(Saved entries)
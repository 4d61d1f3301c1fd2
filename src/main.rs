use clap::Parser;
use maintenance_pipeline::cli::{init_logging, run, Cli};

#[tokio::main]
async fn main() {
    let cli = Cli::parse();
    init_logging(cli.verbose);

    if let Err(e) = run(cli).await {
        eprintln!("Error: {}", e);
        std::process::exit(1);
    }
}
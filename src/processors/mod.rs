pub mod feature_engineer;
pub mod range_checker;

pub use feature_engineer::FeatureEngineer;
pub use range_checker::{RangeChecker, RangeReport, RangeViolation, TypeStatistics};
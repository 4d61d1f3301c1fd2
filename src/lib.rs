pub mod analyzers;
pub mod archive;
pub mod cli;
pub mod error;
pub mod models;
pub mod processors;
pub mod readers;
pub mod settings;
pub mod utils;
pub mod writers;

pub use error::{ProcessingError, Result};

Your instructions:
Extract every line from the one containing "filename src/main.rs" to the end of the entries, including both of those lines, exactly as given and with nothing added.

Response to this task:
filename src/main.rs
use clap::Parser;
use maintenance_pipeline::cli::{init_logging, run, Cli};

#[tokio::main]
async fn main() {
    let cli = Cli::parse();
    init_logging(cli.verbose);

    if let Err(e) = run(cli).await {
        eprintln!("Error: {}", e);
        std::process::exit(1);
    }
}
filename src/processors/mod.rs
pub mod feature_engineer;
pub mod range_checker;

pub use feature_engineer::FeatureEngineer;
pub use range_checker::{RangeChecker, RangeReport, RangeViolation, TypeStatistics};
repository 4d61d1f3301c1fd2
filename src/lib.rs
pub mod analyzers;
pub mod archive;
pub mod cli;
pub mod error;
pub mod models;
pub mod processors;
pub mod readers;
pub mod settings;
pub mod utils;
pub mod writers;

pub use error::{ProcessingError, Result};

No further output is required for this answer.